//! Program counter tracing

use std::io::Write;
use std::time::Instant;
use xhcfw_core::Device;

/// Sample the 8051 program counter `samples` times and print every sample
pub fn run_trace(
    device: &mut Device,
    samples: usize,
    reset: bool,
) -> Result<Vec<u16>, Box<dyn std::error::Error>> {
    let mut tracer = device.pc_tracer()?;
    log::debug!("Sampling program counter via {:?}", tracer.source());

    if reset {
        println!("Resetting device...");
        tracer.reset()?;
        println!("Reset complete!");
    }

    let started = Instant::now();
    let trace = tracer.collect(samples)?;
    let micros = started.elapsed().as_micros();

    let rate = if micros > 0 {
        trace.len() as u128 * 1_000_000 / micros
    } else {
        0
    };
    println!(
        "Logged {} samples in {}.{:06} seconds ({} samples per second)",
        trace.len(),
        micros / 1_000_000,
        micros % 1_000_000,
        rate
    );

    let mut out = std::io::stdout().lock();
    for pc in &trace {
        writeln!(out, "{:#06x}", pc)?;
    }
    Ok(trace)
}

#[cfg(all(test, feature = "dummy"))]
mod tests {
    use super::*;
    use crate::backends::open_device;

    #[test]
    fn test_trace_counts_samples() {
        let mut device = open_device("dummy:chip=asm3142").unwrap();
        assert_eq!(run_trace(&mut device, 4, false).unwrap(), [0, 1, 2, 3]);
        assert!(run_trace(&mut device, 0, false).unwrap().is_empty());
    }

    #[test]
    fn test_trace_reset_restarts_count() {
        let mut device = open_device("dummy:chip=asm1042a").unwrap();
        run_trace(&mut device, 5, false).unwrap();
        assert_eq!(run_trace(&mut device, 2, true).unwrap(), [0, 1]);

        // Reset goes through config space only
        let mut device = open_device("dummy:chip=asm3242").unwrap();
        assert!(run_trace(&mut device, 1, true).is_err());
    }
}
//! Program counter sampling
//!
//! The 8051 publishes its current program counter to the host. Generation 1
//! parts return it from the lower code data port in configuration space,
//! generation 2 parts from a BAR0 register. Samples are taken back to back,
//! without any delay, to catch the code path as densely as the bus allows.
//!
//! Generation 1 parts can also be reset through configuration space, so a
//! trace can start at the reset vector.

use alloc::vec::Vec;

use crate::device::RawHandles;
use crate::error::{Error, Result};
use crate::identity::{CapabilityProfile, Generation};
use crate::port::Width;
use crate::regs;

/// Where program counter samples come from
#[derive(Debug, Clone, Copy, PartialEq, Eq)]
pub enum PcSource {
    /// Configuration space [`regs::PC_STATUS`]
    Config,
    /// BAR0 [`regs::HW_PC_STATUS`]
    Bar,
}

/// Samples the 8051 program counter
pub struct PcTracer<'a> {
    source: PcSource,
    io: &'a mut RawHandles,
}

impl<'a> PcTracer<'a> {
    pub(crate) fn new(profile: &'static CapabilityProfile, io: &'a mut RawHandles) -> Result<Self> {
        let source = match profile.generation {
            Generation::Gen1 => PcSource::Config,
            Generation::Gen2 => {
                io.bar()?;
                PcSource::Bar
            }
            Generation::None => {
                return Err(Error::CapabilityUnsupported("program counter tracing"))
            }
        };
        Ok(Self { source, io })
    }

    /// Register the samples are read from
    pub fn source(&self) -> PcSource {
        self.source
    }

    /// Pulse the controller reset
    ///
    /// Only available when sampling through configuration space.
    pub fn reset(&mut self) -> Result<()> {
        if self.source != PcSource::Config {
            return Err(Error::CapabilityUnsupported("controller reset"));
        }
        log::debug!("Resetting controller");
        let config = self.io.config();
        config.write(
            regs::CONTROLLER_RESET,
            Width::Dword,
            regs::CONTROLLER_RESET_ASSERT,
        )?;
        config.write(regs::CONTROLLER_RESET, Width::Dword, 0)
    }

    /// Read the program counter once
    pub fn sample(&mut self) -> Result<u16> {
        let value = match self.source {
            PcSource::Config => self.io.config().read(regs::PC_STATUS, Width::Dword)?,
            PcSource::Bar => self.io.bar()?.read(regs::HW_PC_STATUS, Width::Word)?,
        };
        Ok(value as u16)
    }

    /// Take `count` samples back to back
    pub fn collect(&mut self, count: usize) -> Result<Vec<u16>> {
        let mut samples = Vec::with_capacity(count);
        for _ in 0..count {
            samples.push(self.sample()?);
        }
        Ok(samples)
    }
}

#[cfg(test)]
mod tests {
    use super::*;
    use alloc::boxed::Box;

    use crate::identity::{PROFILE_GEN1, PROFILE_GEN2, PROFILE_NONE};
    use crate::poll::Delay;
    use crate::port::RawConfigPort;

    /// Config space whose PC status counts up on every read
    struct PcPort {
        pc: u16,
    }

    impl Delay for PcPort {
        fn delay_us(&mut self, _us: u32) {}
    }

    impl RawConfigPort for PcPort {
        fn read_raw(&mut self, offset: u16, _width: Width) -> Result<u64> {
            if offset != regs::PC_STATUS {
                return Ok(0);
            }
            self.pc = self.pc.wrapping_add(1);
            Ok(0xabcd_0000 | self.pc as u64)
        }

        fn write_raw(&mut self, _offset: u16, _width: Width, _value: u64) -> Result<()> {
            Ok(())
        }
    }

    fn handles() -> RawHandles {
        RawHandles::new(Box::new(PcPort { pc: 0 }), None)
    }

    #[test]
    fn test_config_samples_keep_low_half() {
        let mut io = handles();
        let mut tracer = PcTracer::new(&PROFILE_GEN1, &mut io).unwrap();
        assert_eq!(tracer.source(), PcSource::Config);
        assert_eq!(tracer.collect(3).unwrap(), [1, 2, 3]);
        assert!(tracer.collect(0).unwrap().is_empty());
    }

    #[test]
    fn test_unsupported_sources() {
        let mut io = handles();
        assert_eq!(
            PcTracer::new(&PROFILE_NONE, &mut io).err(),
            Some(Error::CapabilityUnsupported("program counter tracing"))
        );
        // Generation 2 needs BAR0
        assert_eq!(
            PcTracer::new(&PROFILE_GEN2, &mut io).err(),
            Some(Error::CapabilityUnsupported("BAR0 access"))
        );
    }
}
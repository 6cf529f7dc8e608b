//! Internal MMIO register commands

use xhcfw_core::{Device, Width};

fn hex_digits(width: Width) -> usize {
    width.bytes() * 2
}

/// Read an internal register through the indirect bridge
pub fn run_mmio_read(
    device: &mut Device,
    addr: u32,
    width: u8,
) -> Result<u64, Box<dyn std::error::Error>> {
    let width = Width::try_from(width)?;
    let value = device.bridge()?.read(addr, width)?;
    println!(
        "{:#07x}: {:#0w$x}",
        addr,
        value,
        w = hex_digits(width) + 2
    );
    Ok(value)
}

/// Write an internal register through the indirect bridge
pub fn run_mmio_write(
    device: &mut Device,
    addr: u32,
    value: u64,
    width: u8,
    confirm: bool,
) -> Result<(), Box<dyn std::error::Error>> {
    let width = Width::try_from(width)?;
    if value > width.mask() {
        return Err(format!(
            "Value {:#x} does not fit in {} byte(s)",
            value,
            width.bytes()
        )
        .into());
    }

    device.bridge()?.write(addr, width, value, confirm)?;
    log::info!(
        "Wrote {:#0w$x} to {:#07x}{}",
        value,
        addr,
        if confirm { " (confirmed)" } else { "" },
        w = hex_digits(width) + 2
    );
    Ok(())
}

#[cfg(all(test, feature = "dummy"))]
mod tests {
    use super::*;
    use crate::backends::open_device;

    #[test]
    fn test_mmio_write_then_read() {
        let mut device = open_device("dummy:chip=asm1142").unwrap();
        run_mmio_write(&mut device, 0x5000, 0xbeef, 2, true).unwrap();
        assert_eq!(run_mmio_read(&mut device, 0x5000, 2).unwrap(), 0xbeef);
        assert_eq!(run_mmio_read(&mut device, 0x5001, 1).unwrap(), 0xbe);
    }

    #[test]
    fn test_mmio_rejects_bad_width_and_value() {
        let mut device = open_device("dummy:chip=asm3142").unwrap();
        assert!(run_mmio_read(&mut device, 0, 3).is_err());
        assert!(run_mmio_read(&mut device, 0, 8).is_err());
        assert!(run_mmio_write(&mut device, 0, 0x100, 1, false).is_err());
    }

    #[test]
    fn test_mmio_needs_host_access() {
        let mut device = open_device("dummy:chip=asm1042").unwrap();
        let err = run_mmio_read(&mut device, 0xf342, 1).unwrap_err();
        assert!(err.to_string().contains("not supported"));
    }
}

== == ==

## Your objective
Within the data above, pick out all lines holding the word "true".

## Result
        assert_eq!(run_trace(&mut device, 2, true).unwrap(), [0, 1]);
        assert!(run_trace(&mut device, 1, true).is_err());
        run_mmio_write(&mut device, 0x5000, 0xbeef, 2, true).unwrap();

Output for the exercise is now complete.